- [What to produce]:
Give the data again exactly, from its opening line through the line in which "const DEFAULT_TIMEOUT: Duration" appears.
--- Records shown ---
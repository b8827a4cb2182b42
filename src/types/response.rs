//! Completion response types

use chrono::{DateTime, Utc};
use serde::{Deserialize, Serialize};

/// Reason the model stopped generating
#[derive(Debug, Clone, Copy, Default, PartialEq, Eq, Serialize, Deserialize)]
#[serde(rename_all = "snake_case")]
pub enum FinishReason {
    #[default]
    Stop,
    Length,
    Error,
}

/// A completed (or cache-served) generation.
///
/// Produced exactly once per admitted, uncached request. Cache-served
/// copies carry `cached = true` and keep the original cost and timestamp;
/// a hit is otherwise indistinguishable from a fresh call.
#[derive(Debug, Clone, Serialize, Deserialize)]
pub struct CompletionResponse {
    pub content: String,
    pub model: String,
    pub provider: String,
    pub tokens_used: u32,
    pub prompt_tokens: u32,
    pub completion_tokens: u32,
    #[serde(default)]
    pub finish_reason: FinishReason,
    pub response_time_ms: u64,
    pub timestamp: DateTime<Utc>,
    #[serde(default)]
    pub cached: bool,
    pub cost_usd: f64,
}
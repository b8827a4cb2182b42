//! OpenAI-compatible chat-completions client.
//!
//! Speaks the `/v1/chat/completions` JSON dialect, which most hosted
//! providers and gateways accept. The base URL is configurable, both for
//! alternative providers and for wiremock in tests.

use std::time::Duration;

use async_trait::async_trait;
use reqwest::Client;
use serde::{Deserialize, Serialize};

use super::{CompletionProvider, ProviderCompletion};
use crate::types::{CompletionRequest, FinishReason, Message, Role};
use crate::{GatewayError, Result};

/// Default base URL for the chat-completions API.
const DEFAULT_BASE_URL: &str = "https://api.openai.com";

/// Default per-request timeout.
const DEFAULT_TIMEOUT: Duration = Duration::from_secs(60);

/// HTTP client for an OpenAI-compatible completions endpoint.
#[derive(Clone)]
pub struct HttpCompletionProvider {
    name: String,
    api_key: String,
    http: Client,
    base_url: String,
    timeout: Duration,
}

impl HttpCompletionProvider {
    /// Create a client against the default base URL.
    pub fn new(api_key: impl Into<String>) -> Self {
        Self::with_base_url(api_key, DEFAULT_BASE_URL)
    }

    /// Create a client with a custom base URL (for testing with wiremock,
    /// or any OpenAI-compatible host).
    pub fn with_base_url(api_key: impl Into<String>, base_url: impl Into<String>) -> Self {
        Self {
            name: "openai".to_owned(),
            api_key: api_key.into(),
            http: Client::new(),
            base_url: base_url.into(),
            timeout: DEFAULT_TIMEOUT,
        }
    }

    /// Set the provider name used for response attribution.
    pub fn named(mut self, name: impl Into<String>) -> Self {
        self.name = name.into();
        self
    }

    /// Set the per-request timeout.
    pub fn timeout(mut self, timeout: Duration) -> Self {
        self.timeout = timeout;
        self
    }
}

#[async_trait]
impl CompletionProvider for HttpCompletionProvider {
    fn name(&self) -> &str {
        &self.name
    }

    async fn complete(&self, request: &CompletionRequest) -> Result<ProviderCompletion> {
        let url = format!("{}/v1/chat/completions", self.base_url);
        let body = WireRequest::from(request);

        let response = self
            .http
            .post(&url)
            .timeout(self.timeout)
            .header("Authorization", format!("Bearer {}", self.api_key))
            .json(&body)
            .send()
            .await
            .map_err(|e| {
                if e.is_timeout() {
                    GatewayError::Timeout(self.timeout)
                } else {
                    GatewayError::Http(e.to_string())
                }
            })?;

        let status = response.status();
        if status.as_u16() == 429 {
            let retry_after = response
                .headers()
                .get("retry-after")
                .and_then(|v| v.to_str().ok())
                .and_then(|v| v.parse::<u64>().ok())
                .map(Duration::from_secs);
            return Err(GatewayError::UpstreamRateLimited { retry_after });
        }
        if !status.is_success() {
            let message = response.text().await.unwrap_or_default();
            return Err(GatewayError::Api {
                status: status.as_u16(),
                message,
            });
        }

        let wire: WireResponse = response
            .json()
            .await
            .map_err(|e| GatewayError::MalformedResponse(e.to_string()))?;

        let choice = wire
            .choices
            .into_iter()
            .next()
            .ok_or_else(|| GatewayError::MalformedResponse("no choices in response".into()))?;
        let usage = wire.usage.unwrap_or_default();

        Ok(ProviderCompletion {
            content: choice.message.content.unwrap_or_default(),
            model: wire.model.unwrap_or_else(|| request.model.clone()),
            prompt_tokens: usage.prompt_tokens,
            completion_tokens: usage.completion_tokens,
            total_tokens: usage.total_tokens,
            finish_reason: map_finish_reason(choice.finish_reason.as_deref()),
        })
    }
}

fn map_finish_reason(reason: Option<&str>) -> FinishReason {
    match reason {
        Some("stop") | None => FinishReason::Stop,
        Some("length") => FinishReason::Length,
        Some(_) => FinishReason::Error,
    }
}

// ---------------------------------------------------------------------------
// Wire format
// ---------------------------------------------------------------------------

#[derive(Serialize)]
struct WireRequest<'a> {
    model: &'a str,
    messages: Vec<WireMessage<'a>>,
    temperature: f32,
    max_tokens: u32,
}

impl<'a> From<&'a CompletionRequest> for WireRequest<'a> {
    fn from(request: &'a CompletionRequest) -> Self {
        let mut messages = Vec::with_capacity(request.messages.len() + 1);
        if let Some(prompt) = request.system_prompt.as_deref() {
            messages.push(WireMessage {
                role: "system",
                content: prompt,
            });
        }
        messages.extend(request.messages.iter().map(WireMessage::from));
        Self {
            model: &request.model,
            messages,
            temperature: request.temperature,
            max_tokens: request.max_tokens,
        }
    }
}

#[derive(Serialize)]
struct WireMessage<'a> {
    role: &'a str,
    content: &'a str,
}

impl<'a> From<&'a Message> for WireMessage<'a> {
    fn from(message: &'a Message) -> Self {
        Self {
            role: match message.role {
                Role::System => "system",
                Role::User => "user",
                Role::Assistant => "assistant",
            },
            content: &message.content,
        }
    }
}

#[derive(Deserialize)]
struct WireResponse {
    model: Option<String>,
    choices: Vec<WireChoice>,
    usage: Option<WireUsage>,
}

#[derive(Deserialize)]
struct WireChoice {
    message: WireChoiceMessage,
    finish_reason: Option<String>,
}

#[derive(Deserialize)]
struct WireChoiceMessage {
    content: Option<String>,
}

#[derive(Deserialize, Default)]
struct WireUsage {
    #[serde(default)]
    prompt_tokens: u32,
    #[serde(default)]
    completion_tokens: u32,
    #[serde(default)]
    total_tokens: u32,
}
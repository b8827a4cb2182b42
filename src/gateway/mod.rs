//! Gateway construction and orchestration

mod builder;
mod service;

pub use builder::{Heimdall, HeimdallBuilder};
pub use service::LlmGateway;
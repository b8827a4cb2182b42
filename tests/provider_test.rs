//! Tests for [`HttpCompletionProvider`] against a wiremock server.

use std::time::Duration;

use serde_json::json;
use wiremock::matchers::{body_partial_json, header, method, path};
use wiremock::{Mock, MockServer, ResponseTemplate};

use heimdall::{
    CompletionProvider, CompletionRequest, FinishReason, GatewayError, HttpCompletionProvider,
    Message,
};

fn request() -> CompletionRequest {
    CompletionRequest {
        messages: vec![Message::user("What is 2 + 2?")],
        system_prompt: Some("You are a tutor.".into()),
        model: "gpt-4o-mini".into(),
        temperature: 0.7,
        max_tokens: 128,
    }
}

fn completion_body() -> serde_json::Value {
    json!({
        "id": "chatcmpl-123",
        "model": "gpt-4o-mini-2024",
        "choices": [{
            "index": 0,
            "message": { "role": "assistant", "content": "2 + 2 = 4." },
            "finish_reason": "stop"
        }],
        "usage": { "prompt_tokens": 21, "completion_tokens": 8, "total_tokens": 29 }
    })
}

#[tokio::test]
async fn parses_a_successful_completion() {
    let server = MockServer::start().await;
    Mock::given(method("POST"))
        .and(path("/v1/chat/completions"))
        .and(header("Authorization", "Bearer sk-test"))
        .respond_with(ResponseTemplate::new(200).set_body_json(completion_body()))
        .mount(&server)
        .await;

    let provider = HttpCompletionProvider::with_base_url("sk-test", server.uri());
    let completion = provider.complete(&request()).await.unwrap();

    assert_eq!(completion.content, "2 + 2 = 4.");
    assert_eq!(completion.model, "gpt-4o-mini-2024");
    assert_eq!(completion.prompt_tokens, 21);
    assert_eq!(completion.completion_tokens, 8);
    assert_eq!(completion.total_tokens, 29);
    assert_eq!(completion.finish_reason, FinishReason::Stop);
}

#[tokio::test]
async fn sends_system_prompt_as_first_message() {
    let server = MockServer::start().await;
    Mock::given(method("POST"))
        .and(path("/v1/chat/completions"))
        .and(body_partial_json(json!({
            "model": "gpt-4o-mini",
            "messages": [
                { "role": "system", "content": "You are a tutor." },
                { "role": "user", "content": "What is 2 + 2?" }
            ]
        })))
        .respond_with(ResponseTemplate::new(200).set_body_json(completion_body()))
        .expect(1)
        .mount(&server)
        .await;

    let provider = HttpCompletionProvider::with_base_url("sk-test", server.uri());
    provider.complete(&request()).await.unwrap();
}

#[tokio::test]
async fn maps_upstream_429_with_retry_after() {
    let server = MockServer::start().await;
    Mock::given(method("POST"))
        .and(path("/v1/chat/completions"))
        .respond_with(ResponseTemplate::new(429).insert_header("retry-after", "30"))
        .mount(&server)
        .await;

    let provider = HttpCompletionProvider::with_base_url("sk-test", server.uri());
    let err = provider.complete(&request()).await.unwrap_err();

    match err {
        GatewayError::UpstreamRateLimited { retry_after } => {
            assert_eq!(retry_after, Some(Duration::from_secs(30)));
        }
        other => panic!("expected UpstreamRateLimited, got {other:?}"),
    }
}

#[tokio::test]
async fn maps_server_errors_to_api_error() {
    let server = MockServer::start().await;
    Mock::given(method("POST"))
        .and(path("/v1/chat/completions"))
        .respond_with(ResponseTemplate::new(500).set_body_string("internal error"))
        .mount(&server)
        .await;

    let provider = HttpCompletionProvider::with_base_url("sk-test", server.uri());
    let err = provider.complete(&request()).await.unwrap_err();

    match err {
        GatewayError::Api { status, message } => {
            assert_eq!(status, 500);
            assert!(message.contains("internal error"));
        }
        other => panic!("expected Api, got {other:?}"),
    }
}

#[tokio::test]
async fn rejects_malformed_response_bodies() {
    let server = MockServer::start().await;
    Mock::given(method("POST"))
        .and(path("/v1/chat/completions"))
        .respond_with(ResponseTemplate::new(200).set_body_string("not json"))
        .mount(&server)
        .await;

    let provider = HttpCompletionProvider::with_base_url("sk-test", server.uri());
    let err = provider.complete(&request()).await.unwrap_err();
    assert!(matches!(err, GatewayError::MalformedResponse(_)));
}

#[tokio::test]
async fn rejects_responses_without_choices() {
    let server = MockServer::start().await;
    Mock::given(method("POST"))
        .and(path("/v1/chat/completions"))
        .respond_with(ResponseTemplate::new(200).set_body_json(json!({
            "model": "gpt-4o-mini",
            "choices": []
        })))
        .mount(&server)
        .await;

    let provider = HttpCompletionProvider::with_base_url("sk-test", server.uri());
    let err = provider.complete(&request()).await.unwrap_err();
    assert!(matches!(err, GatewayError::MalformedResponse(_)));
}

#[tokio::test]
async fn slow_upstream_times_out() {
    let server = MockServer::start().await;
    Mock::given(method("POST"))
        .and(path("/v1/chat/completions"))
        .respond_with(
            ResponseTemplate::new(200)
                .set_body_json(completion_body())
                .set_delay(Duration::from_millis(300)),
        )
        .mount(&server)
        .await;

    let provider = HttpCompletionProvider::with_base_url("sk-test", server.uri())
        .timeout(Duration::from_millis(50));
    let err = provider.complete(&request()).await.unwrap_err();
    assert!(matches!(err, GatewayError::Timeout(_)));
}
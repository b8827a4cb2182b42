//! In-process [`KvStore`] implementation.
//!
//! Backed by moka's sync cache with per-entry TTL (via the [`Expiry`]
//! policy — each stored value carries its own lifetime) and the entry API
//! for atomic read-modify-write, so counter increments are race-free
//! without an external store.
//!
//! Counter keys embed their window bucket, so a TTL re-armed on update
//! only delays garbage collection and never extends a window.

use std::time::{Duration, Instant};

use async_trait::async_trait;
use moka::Expiry;
use moka::sync::Cache;

use super::{KvStore, StoreResult};

/// Default maximum number of live entries.
const DEFAULT_MAX_ENTRIES: u64 = 100_000;

#[derive(Clone, Debug)]
enum Value {
    Count(u64),
    Amount(f64),
    Text(String),
    List(Vec<String>),
}

#[derive(Clone, Debug)]
struct Stored {
    value: Value,
    ttl: Duration,
}

/// Per-entry expiration: every value carries its own TTL.
struct PerEntryTtl;

impl Expiry<String, Stored> for PerEntryTtl {
    fn expire_after_create(
        &self,
        _key: &String,
        value: &Stored,
        _created_at: Instant,
    ) -> Option<Duration> {
        Some(value.ttl)
    }

    fn expire_after_update(
        &self,
        _key: &String,
        value: &Stored,
        _updated_at: Instant,
        _duration_until_expiry: Option<Duration>,
    ) -> Option<Duration> {
        Some(value.ttl)
    }
}

/// Thread-safe in-memory store with TTL expiration.
///
/// Suitable for single-process deployments and tests; for multi-instance
/// deployments, inject a networked [`KvStore`] instead.
pub struct MemoryStore {
    entries: Cache<String, Stored>,
}

impl MemoryStore {
    /// Create a store with the default capacity.
    pub fn new() -> Self {
        Self::with_max_entries(DEFAULT_MAX_ENTRIES)
    }

    /// Create a store with a custom max capacity.
    pub fn with_max_entries(max: u64) -> Self {
        Self {
            entries: Cache::builder()
                .max_capacity(max)
                .expire_after(PerEntryTtl)
                .build(),
        }
    }

    /// Number of live entries (approximate, for diagnostics).
    pub fn len(&self) -> u64 {
        self.entries.entry_count()
    }

    /// Whether the store is empty.
    pub fn is_empty(&self) -> bool {
        self.len() == 0
    }
}

impl Default for MemoryStore {
    fn default() -> Self {
        Self::new()
    }
}

#[async_trait]
impl KvStore for MemoryStore {
    async fn incr(&self, key: &str, ttl: Duration) -> StoreResult<u64> {
        let entry = self.entries.entry_by_ref(key).and_upsert_with(|existing| {
            let current = match existing.map(|e| e.into_value().value) {
                Some(Value::Count(n)) => n,
                _ => 0,
            };
            Stored {
                value: Value::Count(current + 1),
                ttl,
            }
        });
        match entry.into_value().value {
            Value::Count(n) => Ok(n),
            _ => unreachable!("incr always stores a count"),
        }
    }

    async fn get_u64(&self, key: &str) -> StoreResult<Option<u64>> {
        Ok(match self.entries.get(key).map(|s| s.value) {
            Some(Value::Count(n)) => Some(n),
            _ => None,
        })
    }

    async fn add_f64(&self, key: &str, amount: f64, ttl: Duration) -> StoreResult<f64> {
        let entry = self.entries.entry_by_ref(key).and_upsert_with(|existing| {
            let current = match existing.map(|e| e.into_value().value) {
                Some(Value::Amount(v)) => v,
                _ => 0.0,
            };
            Stored {
                value: Value::Amount(current + amount),
                ttl,
            }
        });
        match entry.into_value().value {
            Value::Amount(v) => Ok(v),
            _ => unreachable!("add_f64 always stores an amount"),
        }
    }

    async fn get_f64(&self, key: &str) -> StoreResult<Option<f64>> {
        Ok(match self.entries.get(key).map(|s| s.value) {
            Some(Value::Amount(v)) => Some(v),
            _ => None,
        })
    }

    async fn get(&self, key: &str) -> StoreResult<Option<String>> {
        Ok(match self.entries.get(key).map(|s| s.value) {
            Some(Value::Text(s)) => Some(s),
            _ => None,
        })
    }

    async fn set(&self, key: &str, value: String, ttl: Duration) -> StoreResult<()> {
        self.entries.insert(
            key.to_owned(),
            Stored {
                value: Value::Text(value),
                ttl,
            },
        );
        Ok(())
    }

    async fn list_push(
        &self,
        key: &str,
        value: String,
        max_len: usize,
        ttl: Duration,
    ) -> StoreResult<()> {
        self.entries.entry_by_ref(key).and_upsert_with(|existing| {
            let mut list = match existing.map(|e| e.into_value().value) {
                Some(Value::List(l)) => l,
                _ => Vec::new(),
            };
            list.push(value);
            if list.len() > max_len {
                let excess = list.len() - max_len;
                list.drain(..excess);
            }
            Stored {
                value: Value::List(list),
                ttl,
            }
        });
        Ok(())
    }

    async fn list_range(&self, key: &str) -> StoreResult<Vec<String>> {
        Ok(match self.entries.get(key).map(|s| s.value) {
            Some(Value::List(l)) => l,
            _ => Vec::new(),
        })
    }
}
---
- [Exercise solution]:
repository b8827a4cb2182b42
filename src/types/response.rs
//! Completion response types

use chrono::{DateTime, Utc};
use serde::{Deserialize, Serialize};

/// Reason the model stopped generating
#[derive(Debug, Clone, Copy, Default, PartialEq, Eq, Serialize, Deserialize)]
#[serde(rename_all = "snake_case")]
pub enum FinishReason {
    #[default]
    Stop,
    Length,
    Error,
}

/// A completed (or cache-served) generation.
///
/// Produced exactly once per admitted, uncached request. Cache-served
/// copies carry `cached = true` and keep the original cost and timestamp;
/// a hit is otherwise indistinguishable from a fresh call.
#[derive(Debug, Clone, Serialize, Deserialize)]
pub struct CompletionResponse {
    pub content: String,
    pub model: String,
    pub provider: String,
    pub tokens_used: u32,
    pub prompt_tokens: u32,
    pub completion_tokens: u32,
    #[serde(default)]
    pub finish_reason: FinishReason,
    pub response_time_ms: u64,
    pub timestamp: DateTime<Utc>,
    #[serde(default)]
    pub cached: bool,
    pub cost_usd: f64,
}
repository b8827a4cb2182b42
//! OpenAI-compatible chat-completions client.
//!
//! Speaks the `/v1/chat/completions` JSON dialect, which most hosted
//! providers and gateways accept. The base URL is configurable, both for
//! alternative providers and for wiremock in tests.

use std::time::Duration;

use async_trait::async_trait;
use reqwest::Client;
use serde::{Deserialize, Serialize};

use super::{CompletionProvider, ProviderCompletion};
use crate::types::{CompletionRequest, FinishReason, Message, Role};
use crate::{GatewayError, Result};

/// Default base URL for the chat-completions API.
const DEFAULT_BASE_URL: &str = "https://api.openai.com";

/// Default per-request timeout.
const DEFAULT_TIMEOUT: Duration = Duration::from_secs(60);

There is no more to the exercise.